Calculate Relative Elevation Grid
The Calculate Relative Elevation Grid (from Terrain and line...) tool creates 'flattened' digital terrain models called Relative Elevation Grids (REM), also called River Elevation Models, based on the cross sectional elevations along a linear feature (such as a river) in order to highlight the changes within the feature and/or the feature and the surrounding terrain.
Create Relative Elevation Grids... by choosing this option from the Analysis Menu.
Compare a standard Digital Elevation Model (Left) to a River Elevation Model (Right) of the same area. We know that rivers flow down hill, so an REM removes that trend from the data. They are useful for measuring the change in elevation as compared to the river, instead of comparing it to sea level.

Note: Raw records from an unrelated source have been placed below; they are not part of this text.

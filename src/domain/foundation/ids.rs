//! Strongly-typed identifier value objects.
//!
//! Every entity in the campus document is keyed by an opaque string. Stored
//! documents created by earlier versions use short numeric strings ("1",
//! "2", ...) while new records receive UUID v4 strings; both forms are valid.

use serde::{Deserialize, Serialize};
use std::fmt;
use std::str::FromStr;
use uuid::Uuid;

use super::ValidationError;

macro_rules! string_id {
    ($(#[$meta:meta])* $name:ident, $field:literal) => {
        $(#[$meta])*
        #[derive(Debug, Clone, PartialEq, Eq, PartialOrd, Ord, Hash, Serialize, Deserialize)]
        #[serde(transparent)]
        pub struct $name(String);

        impl $name {
            /// Creates an identifier, returning error if empty.
            pub fn new(id: impl Into<String>) -> Result<Self, ValidationError> {
                let id = id.into();
                if id.trim().is_empty() {
                    return Err(ValidationError::empty_field($field));
                }
                Ok(Self(id))
            }

            /// Generates a fresh random identifier.
            pub fn generate() -> Self {
                Self(Uuid::new_v4().to_string())
            }

            /// Identifier for a built-in record. `id` must be non-empty.
            #[allow(dead_code)]
            pub(crate) fn seeded(id: &'static str) -> Self {
                Self(id.to_string())
            }

            /// Returns the inner string slice.
            pub fn as_str(&self) -> &str {
                &self.0
            }
        }

        impl fmt::Display for $name {
            fn fmt(&self, f: &mut fmt::Formatter<'_>) -> fmt::Result {
                f.write_str(&self.0)
            }
        }

        impl FromStr for $name {
            type Err = ValidationError;

            fn from_str(s: &str) -> Result<Self, Self::Err> {
                Self::new(s)
            }
        }

        impl AsRef<str> for $name {
            fn as_ref(&self) -> &str {
                &self.0
            }
        }
    };
}

string_id!(
    /// Identifier of a user account (admin, coordinator or student).
    UserId,
    "user_id"
);

string_id!(
    /// Identifier of a club.
    ClubId,
    "club_id"
);

string_id!(
    /// Identifier of a club event (workshop, meetup, ...).
    ClubEventId,
    "event_id"
);

string_id!(
    /// Identifier of a join request.
    JoinRequestId,
    "request_id"
);

string_id!(
    /// Identifier of a club-scoped custom role.
    CustomRoleId,
    "custom_role_id"
);
//! Authorization result type.
//!
//! The access policy returns an `AuthorizationResult` rather than a bare
//! boolean so that denials carry enough context to log and to turn into a
//! `Forbidden`/`Unauthorized` domain error.

use super::{DomainError, ErrorCode};

/// Result of an authorization check.
#[derive(Debug, Clone, PartialEq, Eq)]
pub struct AuthorizationResult {
    /// Whether access was granted.
    pub granted: bool,

    /// The operation being attempted (e.g., "respond_to_join_request").
    pub operation: &'static str,

    /// The resource being accessed (e.g., "club:1").
    pub resource: String,

    /// The actor that requested access ("anonymous" when signed out).
    pub actor: String,

    /// Reason for denial (if denied).
    pub denial_reason: Option<String>,

    /// True when the denial is because nobody is signed in.
    pub unauthenticated: bool,
}

impl AuthorizationResult {
    /// Creates a successful authorization result.
    pub fn granted(
        operation: &'static str,
        resource: impl Into<String>,
        actor: impl Into<String>,
    ) -> Self {
        Self {
            granted: true,
            operation,
            resource: resource.into(),
            actor: actor.into(),
            denial_reason: None,
            unauthenticated: false,
        }
    }

    /// Creates a denied authorization result.
    pub fn denied(
        operation: &'static str,
        resource: impl Into<String>,
        actor: impl Into<String>,
        reason: impl Into<String>,
    ) -> Self {
        Self {
            granted: false,
            operation,
            resource: resource.into(),
            actor: actor.into(),
            denial_reason: Some(reason.into()),
            unauthenticated: false,
        }
    }

    /// Marks a denial as caused by a missing sign-in.
    pub fn unauthenticated(mut self) -> Self {
        self.unauthenticated = true;
        self
    }

    /// Converts this result to a `Result<(), DomainError>`.
    pub fn into_result(self) -> Result<(), DomainError> {
        if self.granted {
            return Ok(());
        }

        let code = if self.unauthenticated {
            ErrorCode::Unauthorized
        } else {
            ErrorCode::Forbidden
        };

        Err(DomainError::new(
            code,
            self.denial_reason
                .unwrap_or_else(|| "Access denied".to_string()),
        )
        .with_detail("operation", self.operation)
        .with_detail("resource", self.resource)
        .with_detail("actor", self.actor))
    }

    /// Returns true if access was granted.
    pub fn is_granted(&self) -> bool {
        self.granted
    }

    /// Returns true if access was denied.
    pub fn is_denied(&self) -> bool {
        !self.granted
    }
}
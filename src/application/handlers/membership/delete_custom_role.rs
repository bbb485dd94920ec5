//! DeleteCustomRoleHandler - Coordinator removes an unused custom role.

use std::sync::Arc;
use tracing::info;

use crate::application::handlers::support::{authorize_for_club, publish_event};
use crate::application::DomainStore;
use crate::domain::access::Operation;
use crate::domain::club::CustomRoleDeleted;
use crate::domain::foundation::{CommandMetadata, CustomRoleId, DomainError, Timestamp};
use crate::domain::membership::delete_custom_role;
use crate::ports::EventPublisher;

#[derive(Debug, Clone)]
pub struct DeleteCustomRoleCommand {
    pub role_id: CustomRoleId,
}

pub struct DeleteCustomRoleHandler {
    store: Arc<DomainStore>,
    event_publisher: Arc<dyn EventPublisher>,
}

impl DeleteCustomRoleHandler {
    pub fn new(store: Arc<DomainStore>, event_publisher: Arc<dyn EventPublisher>) -> Self {
        Self {
            store,
            event_publisher,
        }
    }

    pub async fn handle(
        &self,
        cmd: DeleteCustomRoleCommand,
        metadata: CommandMetadata,
    ) -> Result<CustomRoleDeleted, DomainError> {
        let committed = self
            .store
            .transact(|doc| {
                let club_id = doc.require_custom_role(&cmd.role_id)?.club_id.clone();
                let coordinator =
                    authorize_for_club(doc, &metadata, Operation::ManageCustomRoles, &club_id)?;
                delete_custom_role(doc, &cmd.role_id, &coordinator, Timestamp::now())
            })
            .await?;

        let event = committed.value;
        info!(club_id = %event.club_id, role_id = %event.role_id, "Custom role deleted");
        publish_event(self.event_publisher.as_ref(), &metadata, &event).await;

        Ok(event)
    }
}

#[cfg(test)]
mod tests {
    use super::*;
    use crate::application::test_support::*;
    use crate::domain::club::MemberRole;
    use crate::domain::foundation::ErrorCode;

    fn handler(ctx: &TestContext) -> DeleteCustomRoleHandler {
        DeleteCustomRoleHandler::new(ctx.store.clone(), ctx.publisher())
    }

    fn tech_lead() -> CustomRoleId {
        CustomRoleId::new("1").unwrap()
    }

    #[tokio::test]
    async fn deletes_unused_role() {
        let ctx = TestContext::seeded();

        let event = handler(&ctx)
            .handle(DeleteCustomRoleCommand { role_id: tech_lead() }, as_user(COORDINATOR))
            .await
            .unwrap();

        assert_eq!(event.role_id, tech_lead());
        assert!(ctx.document().await.custom_roles.is_empty());
    }

    #[tokio::test]
    async fn role_in_use_cannot_be_deleted() {
        let mut doc = TestContext::seeded().document().await;
        doc.club_memberships[0].role = MemberRole::Custom(tech_lead());
        let ctx = TestContext::with_document(doc);

        let err = handler(&ctx)
            .handle(DeleteCustomRoleCommand { role_id: tech_lead() }, as_user(COORDINATOR))
            .await
            .unwrap_err();

        assert_eq!(err.code, ErrorCode::CustomRoleInUse);
        assert_eq!(ctx.document().await.custom_roles.len(), 1);
    }

    #[tokio::test]
    async fn unknown_role_is_not_found() {
        let ctx = TestContext::seeded();

        let err = handler(&ctx)
            .handle(
                DeleteCustomRoleCommand {
                    role_id: CustomRoleId::new("42").unwrap(),
                },
                as_user(COORDINATOR),
            )
            .await
            .unwrap_err();

        assert_eq!(err.code, ErrorCode::CustomRoleNotFound);
    }
}
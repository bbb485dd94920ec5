//! Dashboard module - read models computed from one document snapshot.
//!
//! - `student` - the student's clubs, browse list and events
//! - `coordinator` - the coordinator's club, members, events and requests
//! - `admin` - accounts and clubs overview
//! - `export` - dataset export
//! - `login_profiles` - the sign-in profile picker

mod admin;
mod coordinator;
mod export;
mod login_profiles;
mod student;

pub use admin::{AdminOverview, ClubRow};
pub use coordinator::{CoordinatorDashboard, MemberRow, PendingRequestRow};
pub use export::{DatasetExport, ExportFile};
pub use login_profiles::{login_profiles, LoginProfile};
pub use student::{ClubListing, MyClub, StudentDashboard};
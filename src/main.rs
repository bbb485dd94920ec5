use anyhow::{Context, Result};
use chrono::Local;
use clap::{Parser, Subcommand};
use secrecy::SecretString;
use std::path::PathBuf;
use std::sync::Arc;
use tracing::info;

use campus_clubs::adapters::{FileDocumentStore, TracingEventPublisher};
use campus_clubs::application::handlers::account::{
    ListLoginProfilesHandler, LoginCommand, LoginHandler,
};
use campus_clubs::application::handlers::admin::{ExportDatasetHandler, ExportDatasetQuery};
use campus_clubs::application::handlers::dashboard::GetAdminOverviewHandler;
use campus_clubs::application::DomainStore;
use campus_clubs::config::{AppConfig, LoggingConfig};
use campus_clubs::domain::foundation::{CommandMetadata, UserId};
use campus_clubs::ports::EventPublisher;

/// Campus Clubs - local administration for the club dataset
#[derive(Parser)]
#[command(name = "campus-clubs")]
#[command(about = "Campus Clubs - local administration for the club dataset")]
#[command(version)]
struct Cli {
    /// Data file (overrides CAMPUS_CLUBS__STORAGE__DATA_PATH)
    #[arg(short, long, global = true)]
    data: Option<PathBuf>,

    /// Act as this user id
    #[arg(long = "as", global = true, value_name = "USER_ID")]
    actor: Option<String>,

    #[command(subcommand)]
    command: Commands,
}

#[derive(Subcommand)]
enum Commands {
    /// Load the data file, seeding it on first run
    Init,
    /// Discard the data file and reseed it
    Reset,
    /// Write the dataset export into a directory
    Export {
        /// Target directory
        #[arg(short, long, default_value = ".")]
        out: PathBuf,
    },
    /// Check a PIN sign-in
    Login {
        email: String,
        /// Falls back to CAMPUS_CLUBS_PIN
        #[arg(long, env = "CAMPUS_CLUBS_PIN", hide_env_values = true)]
        pin: String,
    },
    /// Print the login profiles, or the admin overview when acting as an admin
    Summary,
}

fn init_tracing(logging: &LoggingConfig) {
    let builder = tracing_subscriber::fmt().with_env_filter(logging.env_filter());
    if logging.json {
        builder.json().init();
    } else {
        builder.init();
    }
}

fn metadata_for(actor: Option<&str>) -> Result<CommandMetadata> {
    match actor {
        Some(id) => {
            let user_id = UserId::new(id).context("--as must name a user id")?;
            Ok(CommandMetadata::new(user_id))
        }
        None => Ok(CommandMetadata::anonymous()),
    }
}

#[tokio::main]
async fn main() -> Result<()> {
    let cli = Cli::parse();

    let mut config = AppConfig::load().context("Failed to load configuration")?;
    if let Some(path) = cli.data.clone() {
        config.storage.data_path = path;
    }
    config.validate().context("Invalid configuration")?;
    init_tracing(&config.logging);

    info!(
        environment = ?config.environment,
        data_path = %config.storage.data_path.display(),
        "Campus clubs starting"
    );

    let gateway = Arc::new(FileDocumentStore::new(config.storage.data_path.clone()));
    let store = Arc::new(DomainStore::new(gateway));
    let publisher: Arc<dyn EventPublisher> = Arc::new(TracingEventPublisher::new());
    let metadata = metadata_for(cli.actor.as_deref())?;

    match cli.command {
        Commands::Init => {
            let doc = store.snapshot().await?;
            println!(
                "{} users, {} clubs, {} events in {}",
                doc.users.len(),
                doc.clubs.len(),
                doc.events.len(),
                config.storage.data_path.display()
            );
        }
        Commands::Reset => {
            let doc = store.reset().await?;
            println!("Reset {} ({} users)", config.storage.data_path.display(), doc.users.len());
        }
        Commands::Export { out } => {
            let query = ExportDatasetQuery {
                on: Local::now().date_naive(),
            };
            let file = ExportDatasetHandler::new(store.clone())
                .handle(query, metadata)
                .await?;
            let target = out.join(&file.file_name);
            tokio::fs::write(&target, file.contents)
                .await
                .with_context(|| format!("Failed to write {}", target.display()))?;
            println!("Wrote {}", target.display());
        }
        Commands::Login { email, pin } => {
            let cmd = LoginCommand {
                email,
                pin: SecretString::new(pin),
            };
            let result = LoginHandler::new(store.clone(), publisher)
                .handle(cmd, metadata)
                .await?;
            println!("Signed in as {} ({})", result.user.name, result.user.role);
        }
        Commands::Summary => {
            let rendered = if metadata.user_id.is_some() {
                let overview = GetAdminOverviewHandler::new(store.clone())
                    .handle(metadata)
                    .await?;
                serde_json::to_string_pretty(&overview)?
            } else {
                let profiles = ListLoginProfilesHandler::new(store.clone())
                    .handle(metadata)
                    .await?;
                serde_json::to_string_pretty(&profiles)?
            };
            println!("{}", rendered);
        }
    }

    Ok(())
}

Select the line feature(s) to be used in processing before opening this tool from the Analysis drop down menu. If multiple line features are selected, Global Mapper will attempt to join the lines into one feature. The Specify Maximum Combination Distance window (pictured below) lets you determine how close together line end points need to be in order to be joined into one line feature. Any number of line features can be used. If the lines are not close enough to be joined, you can manually draw a feature to join them by using the Digitizer Tool.
The Relative Elevations Grid dialog (pictured below) allows the user to specify the output resolution. The generated REM will be displayed with the REM shader by default. Previous settings will be remembered by default when the tool is rerun, if still valid to the new application, otherwise it will repopulate with the default values when the tool is reopened.
REM Grid X/Y-axis spacing - These values determine the resolution or grid cell size of the generated REM. Will be same as input terrain by default.
Reference Line spacing - The center line will be resampled at this spacing. Smaller is usually more accurate, but will result in a longer REM generation time.
Generate Averaged Elevation Layer - Enable this option to display the intermediate average grid that's used in calculations. The final REM grid is the difference between the original input terrain and this grid. Assessing this layer can indicate the source of any problems and needed adjustments in input parameters. Elevations are calculated using the Inverse Distance Weighted (IDW) method, where distances are from grid cell to a set of nearest center line sample points.
Save Detrended Reference Line Elevation Statistics to File - Enable this option to save a CSV file listing the calculated average elevations along the re-sampled center line and residuals. This can indicate problem areas, such as near sharp bends in river, that may require adjustments in input parameters for best results.
Detrended Elev Grid Spacing - This sets the resolution of the intermediate IDW average elevation grid as a multiplier of input terrain resolution. This grid does not need to have the same resolution as the final REM. Generting this step in the process can take more processing time and can have a significantly larger spacing/lower resolution. Default is a factor of 10; for example, if input spacing is 1m, intermediate grid will get a spacing of 10m.
IDW Number of Samples - This is the number of nearest center line sample points used to calculate the detrended elevation at a given cell. More is better, but at the cost of computation time.
IDW Search Precision - When searching for closest reference line samples, this controls how close to last closest point(s) is good enough to stop looking for a better point. The default of 0m will look for points that are exactly the closest and will produce the best results at the expense of longer calculation times. (A K-D Tree is used to find the set of nearest points; generally, the default of 0m is best unless creating a very large REM.)
The Bounds button allows the user to set up the portion of the loaded elevation grid data they wish to consider when generating the contours.